[Work request]
Each line in the records below, from the one that contains "filename crates/navgraph-cli/src/commands/watch.rs" to the one that contains "#[arg(long, value_parser = parse_strategy)]", should be reproduced exactly, the first and last included.

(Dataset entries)
=== Begin Enclosure ===

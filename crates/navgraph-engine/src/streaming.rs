//! Streaming loop: price records in, value-change events out.
//!
//! ```text
//! price source ──► StreamingLoop ──► ValuationGraph::apply
//!                        │
//!                        └──────────► PriceSink (one call per event)
//! ```
//!
//! The loop is single-threaded and synchronous. A source that blocks (such
//! as a tailed file) blocks the loop until the next record arrives or the
//! source ends.

use serde::Serialize;
use tracing::{debug, info, warn};

use navgraph_config::StreamSettings;
use navgraph_core::{ErrorPolicy, FeedError, PriceSink, PriceUpdate};

use crate::error::{StreamError, StreamResult};
use crate::graph::ValuationGraph;

/// Counters for one streaming run.
#[derive(Debug, Clone, Copy, Default, PartialEq, Eq, Serialize)]
pub struct StreamSummary {
    /// Records that changed the stock's price.
    pub applied: usize,
    /// Records repeating the stock's current price.
    pub unchanged: usize,
    /// Records skipped after an error.
    pub rejected: usize,
    /// Events forwarded to the sink.
    pub events: usize,
}

impl StreamSummary {
    /// Records consumed from the source.
    pub fn records(&self) -> usize {
        self.applied + self.unchanged + self.rejected
    }
}

/// Feeds price records to a graph and forwards events to a sink.
pub struct StreamingLoop<'g, S> {
    graph: &'g mut ValuationGraph,
    sink: S,
    policy: ErrorPolicy,
    max_updates: Option<usize>,
}

impl<'g, S: PriceSink> StreamingLoop<'g, S> {
    /// Creates a loop that skips bad records and never stops early.
    pub fn new(graph: &'g mut ValuationGraph, sink: S) -> Self {
        Self {
            graph,
            sink,
            policy: ErrorPolicy::Skip,
            max_updates: None,
        }
    }

    /// Takes the error policy and update bound from `settings`.
    #[must_use]
    pub fn with_settings(mut self, settings: &StreamSettings) -> Self {
        self.policy = settings.on_error;
        self.max_updates = settings.max_updates;
        self
    }

    /// Sets the error policy.
    #[must_use]
    pub fn with_policy(mut self, policy: ErrorPolicy) -> Self {
        self.policy = policy;
        self
    }

    /// Stops after `max` records.
    #[must_use]
    pub fn with_max_updates(mut self, max: usize) -> Self {
        self.max_updates = Some(max);
        self
    }

    /// Runs until the source ends, the update bound is reached, or (under
    /// [`ErrorPolicy::Abort`]) a record fails.
    ///
    /// Sink failures always stop the run.
    pub fn run<I, E>(mut self, source: I) -> StreamResult<StreamSummary>
    where
        I: IntoIterator<Item = Result<PriceUpdate, E>>,
        E: Into<FeedError>,
    {
        let mut summary = StreamSummary::default();
        let mut source = source.into_iter();

        loop {
            if self.max_updates.is_some_and(|max| summary.records() >= max) {
                debug!(records = summary.records(), "Update bound reached");
                break;
            }
            let Some(record) = source.next() else {
                break;
            };

            let outcome = record
                .map_err(|e| StreamError::Feed(e.into()))
                .and_then(|update| self.graph.apply_update(&update).map_err(StreamError::from));

            match outcome {
                Ok(events) if events.is_empty() => summary.unchanged += 1,
                Ok(events) => {
                    self.sink.publish_batch(&events).map_err(StreamError::Sink)?;
                    summary.applied += 1;
                    summary.events += events.len();
                }
                Err(e) => match self.policy {
                    ErrorPolicy::Skip => {
                        warn!(error = %e, "Skipping record");
                        summary.rejected += 1;
                    }
                    ErrorPolicy::Abort => return Err(e),
                },
            }
        }

        self.sink.flush().map_err(StreamError::Sink)?;

        info!(
            applied = summary.applied,
            unchanged = summary.unchanged,
            rejected = summary.rejected,
            events = summary.events,
            "Stream finished"
        );

        Ok(summary)
    }
}
//! Identifier types used across the valuation graph.

use serde::{Deserialize, Serialize};
use std::borrow::Borrow;
use std::fmt;

/// Component name (ticker for a stock, label for a portfolio).
///
/// Names are the stable external key of a component; every name maps to
/// exactly one [`Slot`] once the graph is built.
#[derive(Debug, Clone, Hash, Eq, PartialEq, Ord, PartialOrd, Serialize, Deserialize)]
#[serde(transparent)]
pub struct ComponentName(pub String);

impl ComponentName {
    /// Create a new component name.
    pub fn new(name: impl Into<String>) -> Self {
        Self(name.into())
    }

    /// Get the name as a string slice.
    pub fn as_str(&self) -> &str {
        &self.0
    }
}

impl fmt::Display for ComponentName {
    fn fmt(&self, f: &mut fmt::Formatter<'_>) -> fmt::Result {
        write!(f, "{}", self.0)
    }
}

impl From<String> for ComponentName {
    fn from(s: String) -> Self {
        Self(s)
    }
}

impl From<&str> for ComponentName {
    fn from(s: &str) -> Self {
        Self(s.to_string())
    }
}

impl Borrow<str> for ComponentName {
    fn borrow(&self) -> &str {
        &self.0
    }
}

/// Dense index of a component in the shared price store.
///
/// Slots are allocated once when the node registry is built and never reused.
#[derive(Debug, Clone, Copy, Hash, Eq, PartialEq, Ord, PartialOrd, Serialize, Deserialize)]
#[serde(transparent)]
pub struct Slot(pub usize);

impl Slot {
    /// Create a slot from a raw index.
    pub fn new(index: usize) -> Self {
        Self(index)
    }

    /// Raw index into the price store.
    pub fn index(self) -> usize {
        self.0
    }
}

impl fmt::Display for Slot {
    fn fmt(&self, f: &mut fmt::Formatter<'_>) -> fmt::Result {
        write!(f, "#{}", self.0)
    }
}

#[cfg(test)]
mod tests {
    use super::*;
    use std::collections::HashMap;

    #[test]
    fn test_name_lookup_by_str() {
        let mut map = HashMap::new();
        map.insert(ComponentName::new("AAPL"), Slot::new(3));

        assert_eq!(map.get("AAPL"), Some(&Slot(3)));
        assert_eq!(map.get("MSFT"), None);
    }

    #[test]
    fn test_name_serializes_as_plain_string() {
        let name = ComponentName::from("TECH");
        assert_eq!(serde_json::to_string(&name).unwrap(), "\"TECH\"");
        assert_eq!(name.to_string(), "TECH");
    }
}
//! Engine error types.

use thiserror::Error;

use navgraph_core::{FeedError, GraphError};

/// Result type for streaming runs.
pub type StreamResult<T> = Result<T, StreamError>;

/// Error that stopped a streaming run.
#[derive(Debug, Error)]
pub enum StreamError {
    /// An update was rejected by the graph.
    #[error("graph error: {0}")]
    Graph(#[from] GraphError),

    /// The source failed to produce a record.
    #[error("feed error: {0}")]
    Feed(#[from] FeedError),

    /// The sink failed to accept an event.
    #[error("sink error: {0}")]
    Sink(FeedError),
}
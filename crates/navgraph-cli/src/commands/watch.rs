//! Watch command implementation.
//!
//! Follows a price file as another process appends to it and prints every
//! value change as it happens.

use std::path::{Path, PathBuf};
use std::time::Duration;

use anyhow::{Context, Result};
use clap::Args;
use tracing::info;

use navgraph_config::Validate;
use navgraph_core::{ErrorPolicy, StrategyKind};
use navgraph_engine::StreamingLoop;
use navgraph_ext_file::{PriceTail, TailOptions};

use crate::cli::OutputFormat;
use crate::commands::{build_graph, engine_settings, load_config, parse_strategy};
use crate::output::ConsoleSink;

/// Arguments for the watch command.
#[derive(Args, Debug)]
pub struct WatchArgs {
    /// Structure file (`NAME,SHARES` blocks)
    #[arg(short, long)]
    pub structure: PathBuf,

    /// Price file to follow (`NAME,PRICE` rows)
    #[arg(short, long)]
    pub prices: PathBuf,

    /// Propagation strategy: sensitivity or full_recompute
    #[arg(long, value_parser = parse_strategy)]
    pub strategy: Option<StrategyKind>,

    /// Poll interval in milliseconds
    #[arg(long)]
    pub poll_ms: Option<u64>,

    /// Stop after this many milliseconds without new rows
    #[arg(long)]
    pub idle_timeout_ms: Option<u64>,

    /// Stop after this many price rows
    #[arg(short = 'n', long)]
    pub max_updates: Option<usize>,

    /// Stop at the first row that cannot be applied
    #[arg(long)]
    pub abort_on_error: bool,
}

/// Execute the watch command.
pub fn execute(args: WatchArgs, config_path: &Path, format: OutputFormat) -> Result<()> {
    let mut config = load_config(config_path)?;
    if let Some(ms) = args.poll_ms {
        config.stream.poll_interval_ms = ms;
    }
    if args.idle_timeout_ms.is_some() {
        config.stream.idle_timeout_ms = args.idle_timeout_ms;
    }
    if let Some(max) = args.max_updates {
        config.stream.max_updates = Some(max);
    }
    if args.abort_on_error {
        config.stream.on_error = ErrorPolicy::Abort;
    }
    config
        .validate_or_error()
        .context("checking settings after command-line overrides")?;

    let mut graph = build_graph(&args.structure, &engine_settings(&config, args.strategy))?;

    let options = TailOptions::default()
        .with_poll_interval(Duration::from_millis(config.stream.poll_interval_ms.max(1)))
        .with_idle_timeout(config.stream.idle_timeout_ms.map(Duration::from_millis));
    let tail = PriceTail::spawn(&args.prices, options)
        .with_context(|| format!("following price file {}", args.prices.display()))?;

    info!(
        prices = %args.prices.display(),
        components = graph.len(),
        "Watching price file"
    );

    let sink = ConsoleSink::new(format, &config.output);
    StreamingLoop::new(&mut graph, sink)
        .with_settings(&config.stream)
        .run(tail)?;

    Ok(())
}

=== End Enclosure ===

[Exercise solution]
filename crates/navgraph-cli/src/commands/watch.rs
//! Watch command implementation.
//!
//! Follows a price file as another process appends to it and prints every
//! value change as it happens.

use std::path::{Path, PathBuf};
use std::time::Duration;

use anyhow::{Context, Result};
use clap::Args;
use tracing::info;

use navgraph_config::Validate;
use navgraph_core::{ErrorPolicy, StrategyKind};
use navgraph_engine::StreamingLoop;
use navgraph_ext_file::{PriceTail, TailOptions};

use crate::cli::OutputFormat;
use crate::commands::{build_graph, engine_settings, load_config, parse_strategy};
use crate::output::ConsoleSink;

/// Arguments for the watch command.
#[derive(Args, Debug)]
pub struct WatchArgs {
    /// Structure file (`NAME,SHARES` blocks)
    #[arg(short, long)]
    pub structure: PathBuf,

    /// Price file to follow (`NAME,PRICE` rows)
    #[arg(short, long)]
    pub prices: PathBuf,

    /// Propagation strategy: sensitivity or full_recompute
    #[arg(long, value_parser = parse_strategy)]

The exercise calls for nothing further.